AWS Regions offer fault isolation boundaries that mitigate correlated failures, confining the impact of AWS service disruptions to a single Region. By utilizing these fault boundaries, organizations can design multi-Region applications featuring independent, fault-isolated replicas that limit shared failure scenarios. This allows for a more resilient multi-Region architecture.

Chaos Engineering at London Stock Exchange Group: Enhancing Resilience with AWS

by Elias Bedmar, Sudha Arumugam, and Magnus Schoeman
on 01 APR 2024
in Amazon Elastic Container Service, Amazon RDS, Customer Solutions, Resilience

This article, co-authored by Luke Sudgen, Lead DevOps Engineer at the London Stock Exchange Group, and Padraig Murphy, Solutions Architect, discusses various failure scenarios tested by the LSEG Post Trade Technology teams during a chaos engineering event facilitated by AWS. This practice allows organizations to identify vulnerabilities and improve their resilience.

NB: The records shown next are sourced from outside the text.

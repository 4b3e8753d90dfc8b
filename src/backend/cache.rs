use std::collections::{HashMap, VecDeque};

const DEFAULT_CAPACITY: usize = 2048;

/// Bounded cache of embedding vectors, keyed by the exact text sent to the
/// embeddings API. Backtracking re-ranks the same summaries at every scope
/// it revisits, and both retrieval phases embed the query repeatedly, so
/// repeats dominate one retrieval's embedding traffic.
pub struct EmbeddingCache {
    entries: HashMap<String, Vec<f32>>,
    /// Recency queue over the keys in `entries`, stalest at the front.
    order: VecDeque<String>,
    capacity: usize,
}

impl EmbeddingCache {
    pub fn new() -> Self {
        Self::with_capacity(DEFAULT_CAPACITY)
    }

    pub fn with_capacity(capacity: usize) -> Self {
        Self {
            entries: HashMap::new(),
            order: VecDeque::new(),
            capacity: capacity.max(1),
        }
    }

    pub fn get(&mut self, text: &str) -> Option<Vec<f32>> {
        let vector = self.entries.get(text)?.clone();
        self.touch(text);
        Some(vector)
    }

    pub fn put(&mut self, text: String, vector: Vec<f32>) {
        if self.entries.insert(text.clone(), vector).is_some() {
            self.touch(&text);
            return;
        }

        self.order.push_back(text);
        if self.entries.len() > self.capacity {
            if let Some(stale) = self.order.pop_front() {
                self.entries.remove(&stale);
            }
        }
    }

    pub fn len(&self) -> usize {
        self.entries.len()
    }

    pub fn is_empty(&self) -> bool {
        self.entries.is_empty()
    }

    /// Move `text` to the back of the recency queue.
    fn touch(&mut self, text: &str) {
        if let Some(pos) = self.order.iter().position(|key| key == text) {
            if let Some(key) = self.order.remove(pos) {
                self.order.push_back(key);
            }
        }
    }
}

impl Default for EmbeddingCache {
    fn default() -> Self {
        Self::new()
    }
}

#[cfg(test)]
mod tests {
    use super::*;

    #[test]
    fn test_repeat_lookup_hits() {
        let mut cache = EmbeddingCache::new();
        assert!(cache.get("removes the top element").is_none());

        cache.put("removes the top element".to_string(), vec![0.1, 0.2]);
        assert_eq!(
            cache.get("removes the top element"),
            Some(vec![0.1, 0.2])
        );
        assert_eq!(cache.len(), 1);
    }

    #[test]
    fn test_stalest_text_is_evicted() {
        // A backtracking pass re-reads the query between scope rankings,
        // so the untouched summary is the one that must fall out.
        let mut cache = EmbeddingCache::with_capacity(2);
        cache.put("remove the top element".to_string(), vec![0.9, 0.1]);
        cache.put("adds an element on top".to_string(), vec![0.2, 0.8]);

        cache.get("remove the top element");
        cache.put("program entry point".to_string(), vec![0.5, 0.5]);

        assert!(cache.get("remove the top element").is_some());
        assert!(cache.get("adds an element on top").is_none());
        assert!(cache.get("program entry point").is_some());
    }

    #[test]
    fn test_rewriting_a_key_does_not_evict() {
        let mut cache = EmbeddingCache::with_capacity(2);
        cache.put("a LIFO stack".to_string(), vec![1.0]);
        cache.put("entry point class".to_string(), vec![2.0]);
        cache.put("a LIFO stack".to_string(), vec![3.0]);

        assert_eq!(cache.len(), 2);
        assert_eq!(cache.get("a LIFO stack"), Some(vec![3.0]));
        assert!(cache.get("entry point class").is_some());
    }

    #[test]
    fn test_capacity_holds_under_churn() {
        let mut cache = EmbeddingCache::with_capacity(3);
        for i in 0..10 {
            cache.put(format!("summary {i}"), vec![i as f32]);
        }

        assert_eq!(cache.len(), 3);
        assert!(cache.get("summary 0").is_none());
        assert_eq!(cache.get("summary 9"), Some(vec![9.0]));
    }
}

Improving Performance and Cost Efficiency through Availability Zone Affinity

by Michael Haken
on 29 SEP 2021
in Amazon VPC, Architecture, AWS Cloud Map, AWS Cost Explorer, Resilience

This blog post has been updated as of April 2025 to incorporate new features in Elastic Load Balancing (ELB). A best practice for constructing resilient systems within Amazon Virtual Private Cloud (VPC) networks is to utilize multiple Availability Zones (AZs) – each AZ comprises one or more distinct data centers equipped with redundant power, networking, and connectivity. This approach can substantially enhance both performance and cost-effectiveness.

The Journey to Cloud-Native Architecture: Improved Resilience and Standardized Observability

by Anuj Gupta and Neeraj Kumar
on 27 APR 2021
in Amazon Athena, Amazon CloudWatch, Amazon OpenSearch Service, Amazon Simple Notification Service (SNS), Amazon Simple Queue Service (SQS), Architecture, AWS Backup, AWS CloudFormation, AWS CodePipeline, AWS Lambda, Resilience

This series aims to guide organizations on their path to adopting cloud-native architecture with a focus on enhancing resilience and establishing standardized observability practices.

For further insights on crafting an effective cover letter, check out this informative blog post. Also, for expertise on employee development, visit Linkages; they excel in this area.